USP39 regulates the cell cycle, survival, and growth of human leukemia cells

Ubiquitin-specific peptidase 39 (USP39) is one member of the cysteine proteases of the USP family, which represents the largest group of DeUbiquitinases with more than 50 members in humans. The roles of USP39 in human cancer have been widely investigated. However, the roles of USP39 in human leukemia and the underlying mechanism remain unknown. Here we reported the function of USP39 in human leukemia. We observed that the expression of USP39 was up-regulated in human leukemia cells and the high expression of USP39 was correlated with poor survival of the patients with leukemia.
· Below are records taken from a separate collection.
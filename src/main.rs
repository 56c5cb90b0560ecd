// trinity - Matrix-styled terminal chat client
//
// Sends user text to an OpenAI-style chat completions API and rains the
// reply down the screen before settling it into place.
//
// Architecture:
// - TUI (ratatui/crossterm): input bar + rain pane, tokio::select! loop
// - Rain (animator + grid): time-boxed character-reveal animation
// - Session: conversation turns, input history, transcript dump
// - LLM client (reqwest): one completion request per turn, on a
//   background task, handed back through a oneshot channel

mod cli;
mod commands;
mod config;
mod demo;
mod llm;
mod rain;
mod session;
mod theme;
mod tui;

use anyhow::Result;
use config::Config;
use tracing_subscriber::{layer::SubscriberExt, util::SubscriberInitExt, EnvFilter};

#[tokio::main]
async fn main() -> Result<()> {
    // Handle CLI subcommands first (config --show, --reset, --edit, --path)
    let Some(demo_flag) = cli::handle_cli() else {
        return Ok(());
    };

    // Ensure config template exists (helps users discover options)
    Config::ensure_config_exists();

    let mut config = Config::from_env();
    if demo_flag {
        config.demo_mode = true;
    }

    // Missing credential is fatal, reported before the terminal is touched
    if config.api_key.is_none() && !config.demo_mode {
        eprintln!("OPENAI_API_KEY is not set.");
        eprintln!("Export it and run again, e.g.: export OPENAI_API_KEY=sk-...");
        eprintln!("To look around without a key: trinity --demo");
        std::process::exit(1);
    }

    // The TUI owns the terminal, so logs go to rotating files when enabled
    // and are discarded otherwise.
    //
    // Precedence: RUST_LOG env var > config file > default "info"
    let filter = EnvFilter::try_from_default_env()
        .unwrap_or_else(|_| format!("trinity={}", config.logging.level).into());

    // The guard must be kept alive for the duration of the program to
    // ensure logs flush
    let _file_guard: Option<tracing_appender::non_blocking::WorkerGuard> =
        if config.logging.file_enabled {
            match std::fs::create_dir_all(&config.logging.file_dir) {
                Ok(()) => {
                    let file_appender =
                        tracing_appender::rolling::daily(&config.logging.file_dir, "trinity.log");
                    let (non_blocking, guard) = tracing_appender::non_blocking(file_appender);
                    tracing_subscriber::registry()
                        .with(filter)
                        .with(
                            tracing_subscriber::fmt::layer()
                                .with_writer(non_blocking)
                                .with_ansi(false),
                        )
                        .init();
                    Some(guard)
                }
                Err(e) => {
                    eprintln!(
                        "Warning: could not create log directory {:?}: {}",
                        config.logging.file_dir, e
                    );
                    tracing_subscriber::registry().with(filter).init();
                    None
                }
            }
        } else {
            tracing_subscriber::registry().with(filter).init();
            None
        };

    tracing::info!(
        version = config::VERSION,
        model = %config.model,
        demo = config.demo_mode,
        "starting trinity"
    );

    tui::run_tui(config).await?;

    tracing::info!("Shutdown complete");
    Ok(())
}
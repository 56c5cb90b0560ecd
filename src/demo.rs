// Demo mode: canned replies so the rain can be shown without an API key
//
// When demo_mode is set, submissions are answered locally from a fixed
// rotation after a short artificial delay instead of hitting the API.
//
// Run with: TRINITY_DEMO=1 cargo run --release

use std::time::Duration;

/// Artificial "network" latency before a canned reply arrives
pub const RESPONSE_DELAY: Duration = Duration::from_millis(900);

const REPLIES: &[&str] = &[
    "I know why you're here. You're looking for an answer, and the answer is \
out there. It's looking for you.",
    "The Matrix is a system. That system is our enemy. When you're inside, \
what do you see? The minds of the very people we are trying to save.",
    "There's a difference between knowing the path and walking the path.",
    "Demo mode is on, so that reply came from me, not the network. Export \
OPENAI_API_KEY and restart to talk to a real model.",
    "Neo, no one has ever done anything like this. That's why it's going \
to work.",
];

/// Reply for the nth submission of the session, cycling through the pool
pub fn reply(turn: usize) -> &'static str {
    REPLIES[turn % REPLIES.len()]
}

#[cfg(test)]
mod tests {
    use super::*;

    #[test]
    fn replies_cycle_through_the_pool() {
        assert_eq!(reply(0), REPLIES[0]);
        assert_eq!(reply(REPLIES.len()), REPLIES[0]);
        assert_eq!(reply(REPLIES.len() + 2), REPLIES[2]);
    }

    #[test]
    fn every_reply_is_nonempty() {
        for i in 0..REPLIES.len() {
            assert!(!reply(i).is_empty());
        }
    }
}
Lentivirus-mediated knockdown of USP39 repressed the proliferation and colony formation of human leukemia cell lines HL-60 and Jurkat cells. Mechanism study showed that USP39 knockdown induced the arrest of cell cycle and apoptosis of leukemia cells. In addition, our microarray and bioinformatic analysis demonstrated that USP39 regulated diverse cellular signaling pathways that were involved in tumor biology, and several pivotal genes (IRF1, Caspase 8, and SP1) have been validated by quantitative real-time polymerase chain reaction. Knockdown or IRF1 partially restored the proliferation rate of leukemia cells with USP39 knockdown. Taken together, our findings implicate that USP39 promotes the development of human leukemia by regulating cell cycle, survival, and proliferation of the cells.